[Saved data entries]
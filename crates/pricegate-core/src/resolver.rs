//! Ordered provider fallback.
//!
//! The resolver classifies a raw symbol once, then walks the provider chain
//! configured for that asset class. Each candidate gets the symbol in its own
//! spelling; the first success wins and every failure is kept as a
//! [`FallbackAttempt`] for diagnostics. Results are never merged across
//! providers.

use std::collections::{HashMap, HashSet};
use std::sync::Arc;
use std::time::Instant;

use tracing::{debug, warn};

use crate::data_source::{QuoteProvider, QuoteRequest, SourceError};
use crate::symbol_map::translate;
use crate::{classify, AssetClass, ProviderId, Quote, ResolveError, Symbol};

/// Ordered candidate providers per asset class.
#[derive(Debug, Clone, PartialEq, Eq)]
pub struct ProviderChains {
    stock: Vec<ProviderId>,
    future: Vec<ProviderId>,
    index: Vec<ProviderId>,
    crypto: Vec<ProviderId>,
}

impl Default for ProviderChains {
    fn default() -> Self {
        let equities = vec![ProviderId::YahooChart, ProviderId::Stooq];
        Self {
            stock: equities.clone(),
            future: equities.clone(),
            index: equities,
            crypto: vec![ProviderId::Coingecko],
        }
    }
}

impl ProviderChains {
    /// Replace the chain for one class. Duplicates are dropped, first
    /// occurrence wins.
    pub fn with_chain(mut self, asset_class: AssetClass, chain: Vec<ProviderId>) -> Self {
        let chain = dedupe_chain(&chain);
        match asset_class {
            AssetClass::Stock => self.stock = chain,
            AssetClass::Future => self.future = chain,
            AssetClass::Index => self.index = chain,
            AssetClass::Crypto => self.crypto = chain,
        }
        self
    }

    pub fn chain_for(&self, asset_class: AssetClass) -> &[ProviderId] {
        match asset_class {
            AssetClass::Stock => &self.stock,
            AssetClass::Future => &self.future,
            AssetClass::Index => &self.index,
            AssetClass::Crypto => &self.crypto,
        }
    }
}

/// One provider invocation during a resolution.
#[derive(Debug, Clone, PartialEq, Eq)]
pub struct FallbackAttempt {
    pub provider: ProviderId,
    pub provider_symbol: String,
    pub error: Option<SourceError>,
}

impl FallbackAttempt {
    pub fn succeeded(&self) -> bool {
        self.error.is_none()
    }
}

/// Successful resolution.
#[derive(Debug, Clone)]
pub struct Resolution {
    pub quote: Quote,
    pub attempts: Vec<FallbackAttempt>,
    pub latency_ms: u64,
}

impl Resolution {
    pub fn source(&self) -> ProviderId {
        self.quote.source
    }
}

/// Every candidate failed.
#[derive(Debug, Clone)]
pub struct ResolveFailure {
    pub raw_symbol: String,
    pub asset_class: AssetClass,
    pub attempts: Vec<FallbackAttempt>,
    pub latency_ms: u64,
}

/// Provider registry plus per-class chains.
pub struct FallbackResolver {
    providers: HashMap<ProviderId, Arc<dyn QuoteProvider>>,
    chains: ProviderChains,
}

impl FallbackResolver {
    pub fn new(providers: Vec<Arc<dyn QuoteProvider>>, chains: ProviderChains) -> Self {
        let providers = providers
            .into_iter()
            .map(|provider| (provider.id(), provider))
            .collect();
        Self { providers, chains }
    }

    /// Classify `raw_symbol` and resolve it through that class's chain.
    pub async fn resolve(&self, raw_symbol: &str) -> Result<Resolution, ResolveError> {
        let symbol = Symbol::parse(raw_symbol)?;
        let asset_class = classify(symbol.as_str());
        self.run_chain(raw_symbol, symbol, asset_class).await
    }

    /// Resolve with a fixed asset class, skipping classification.
    pub async fn resolve_as(
        &self,
        raw_symbol: &str,
        asset_class: AssetClass,
    ) -> Result<Resolution, ResolveError> {
        let symbol = Symbol::parse(raw_symbol)?;
        self.run_chain(raw_symbol, symbol, asset_class).await
    }

    async fn run_chain(
        &self,
        raw_symbol: &str,
        symbol: Symbol,
        asset_class: AssetClass,
    ) -> Result<Resolution, ResolveError> {
        let started = Instant::now();
        let chain = self.chains.chain_for(asset_class);
        let mut attempts = Vec::with_capacity(chain.len());

        for &provider in chain {
            let provider_symbol = translate(&symbol, asset_class, provider);

            let Some(adapter) = self.providers.get(&provider) else {
                attempts.push(FallbackAttempt {
                    provider,
                    provider_symbol,
                    error: Some(SourceError::transport(format!(
                        "provider '{provider}' is not registered"
                    ))),
                });
                continue;
            };

            debug!(
                symbol = %symbol,
                asset_class = %asset_class,
                provider = %provider,
                provider_symbol = %provider_symbol,
                "trying provider"
            );

            let request = QuoteRequest::new(symbol.clone(), asset_class, provider_symbol.clone());
            match adapter.fetch_quote(request).await {
                Ok(quote) => {
                    attempts.push(FallbackAttempt {
                        provider,
                        provider_symbol,
                        error: None,
                    });
                    return Ok(Resolution {
                        quote,
                        attempts,
                        latency_ms: elapsed_ms(started),
                    });
                }
                Err(error) => {
                    warn!(
                        symbol = %symbol,
                        provider = %provider,
                        kind = error.kind().as_str(),
                        error = %error,
                        "provider failed, falling back"
                    );
                    attempts.push(FallbackAttempt {
                        provider,
                        provider_symbol,
                        error: Some(error),
                    });
                }
            }
        }

        Err(ResolveError::AllProvidersFailed(ResolveFailure {
            raw_symbol: raw_symbol.to_owned(),
            asset_class,
            attempts,
            latency_ms: elapsed_ms(started),
        }))
    }
}

fn dedupe_chain(chain: &[ProviderId]) -> Vec<ProviderId> {
    let mut seen = HashSet::new();
    chain
        .iter()
        .copied()
        .filter(|provider| seen.insert(*provider))
        .collect()
}

pub(crate) fn elapsed_ms(started: Instant) -> u64 {
    started.elapsed().as_millis().min(u128::from(u64::MAX)) as u64
}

Exercise aim
Every line in the records has to be written out again exactly.

Result for this task
filename crates/pricegate-core/src/resolver.rs
//! Ordered provider fallback.
//!
//! The resolver classifies a raw symbol once, then walks the provider chain
//! configured for that asset class. Each candidate gets the symbol in its own
//! spelling; the first success wins and every failure is kept as a
//! [`FallbackAttempt`] for diagnostics. Results are never merged across
//! providers.

use std::collections::{HashMap, HashSet};
use std::sync::Arc;
use std::time::Instant;

use tracing::{debug, warn};

use crate::data_source::{QuoteProvider, QuoteRequest, SourceError};
use crate::symbol_map::translate;
use crate::{classify, AssetClass, ProviderId, Quote, ResolveError, Symbol};

/// Ordered candidate providers per asset class.
#[derive(Debug, Clone, PartialEq, Eq)]
pub struct ProviderChains {
    stock: Vec<ProviderId>,
    future: Vec<ProviderId>,
    index: Vec<ProviderId>,
    crypto: Vec<ProviderId>,
}

impl Default for ProviderChains {
    fn default() -> Self {
        let equities = vec![ProviderId::YahooChart, ProviderId::Stooq];
        Self {
            stock: equities.clone(),
            future: equities.clone(),
            index: equities,
            crypto: vec![ProviderId::Coingecko],
        }
    }
}

impl ProviderChains {
    /// Replace the chain for one class. Duplicates are dropped, first
    /// occurrence wins.
    pub fn with_chain(mut self, asset_class: AssetClass, chain: Vec<ProviderId>) -> Self {
        let chain = dedupe_chain(&chain);
        match asset_class {
            AssetClass::Stock => self.stock = chain,
            AssetClass::Future => self.future = chain,
            AssetClass::Index => self.index = chain,
            AssetClass::Crypto => self.crypto = chain,
        }
        self
    }

    pub fn chain_for(&self, asset_class: AssetClass) -> &[ProviderId] {
        match asset_class {
            AssetClass::Stock => &self.stock,
            AssetClass::Future => &self.future,
            AssetClass::Index => &self.index,
            AssetClass::Crypto => &self.crypto,
        }
    }
}

/// One provider invocation during a resolution.
#[derive(Debug, Clone, PartialEq, Eq)]
pub struct FallbackAttempt {
    pub provider: ProviderId,
    pub provider_symbol: String,
    pub error: Option<SourceError>,
}

impl FallbackAttempt {
    pub fn succeeded(&self) -> bool {
        self.error.is_none()
    }
}

/// Successful resolution.
#[derive(Debug, Clone)]
pub struct Resolution {
    pub quote: Quote,
    pub attempts: Vec<FallbackAttempt>,
    pub latency_ms: u64,
}

impl Resolution {
    pub fn source(&self) -> ProviderId {
        self.quote.source
    }
}

/// Every candidate failed.
#[derive(Debug, Clone)]
pub struct ResolveFailure {
    pub raw_symbol: String,
    pub asset_class: AssetClass,
    pub attempts: Vec<FallbackAttempt>,
    pub latency_ms: u64,
}

/// Provider registry plus per-class chains.
pub struct FallbackResolver {
    providers: HashMap<ProviderId, Arc<dyn QuoteProvider>>,
    chains: ProviderChains,
}

impl FallbackResolver {
    pub fn new(providers: Vec<Arc<dyn QuoteProvider>>, chains: ProviderChains) -> Self {
        let providers = providers
            .into_iter()
            .map(|provider| (provider.id(), provider))
            .collect();
        Self { providers, chains }
    }

    /// Classify `raw_symbol` and resolve it through that class's chain.
    pub async fn resolve(&self, raw_symbol: &str) -> Result<Resolution, ResolveError> {
        let symbol = Symbol::parse(raw_symbol)?;
        let asset_class = classify(symbol.as_str());
        self.run_chain(raw_symbol, symbol, asset_class).await
    }

    /// Resolve with a fixed asset class, skipping classification.
    pub async fn resolve_as(
        &self,
        raw_symbol: &str,
        asset_class: AssetClass,
    ) -> Result<Resolution, ResolveError> {
        let symbol = Symbol::parse(raw_symbol)?;
        self.run_chain(raw_symbol, symbol, asset_class).await
    }

    async fn run_chain(
        &self,
        raw_symbol: &str,
        symbol: Symbol,
        asset_class: AssetClass,
    ) -> Result<Resolution, ResolveError> {
        let started = Instant::now();
        let chain = self.chains.chain_for(asset_class);
        let mut attempts = Vec::with_capacity(chain.len());

        for &provider in chain {
            let provider_symbol = translate(&symbol, asset_class, provider);

            let Some(adapter) = self.providers.get(&provider) else {
                attempts.push(FallbackAttempt {
                    provider,
                    provider_symbol,
                    error: Some(SourceError::transport(format!(
                        "provider '{provider}' is not registered"
                    ))),
                });
                continue;
            };

            debug!(
                symbol = %symbol,
                asset_class = %asset_class,
                provider = %provider,
                provider_symbol = %provider_symbol,
                "trying provider"
            );

            let request = QuoteRequest::new(symbol.clone(), asset_class, provider_symbol.clone());
            match adapter.fetch_quote(request).await {
                Ok(quote) => {
                    attempts.push(FallbackAttempt {
                        provider,
                        provider_symbol,
                        error: None,
                    });
                    return Ok(Resolution {
                        quote,
                        attempts,
                        latency_ms: elapsed_ms(started),
                    });
                }
                Err(error) => {
                    warn!(
                        symbol = %symbol,
                        provider = %provider,
                        kind = error.kind().as_str(),
                        error = %error,
                        "provider failed, falling back"
                    );
                    attempts.push(FallbackAttempt {
                        provider,
                        provider_symbol,
                        error: Some(error),
                    });
                }
            }
        }

        Err(ResolveError::AllProvidersFailed(ResolveFailure {
            raw_symbol: raw_symbol.to_owned(),
            asset_class,
            attempts,
            latency_ms: elapsed_ms(started),
        }))
    }
}

fn dedupe_chain(chain: &[ProviderId]) -> Vec<ProviderId> {
    let mut seen = HashSet::new();
    chain
        .iter()
        .copied()
        .filter(|provider| seen.insert(*provider))
        .collect()
}

pub(crate) fn elapsed_ms(started: Instant) -> u64 {
    started.elapsed().as_millis().min(u128::from(u64::MAX)) as u64
}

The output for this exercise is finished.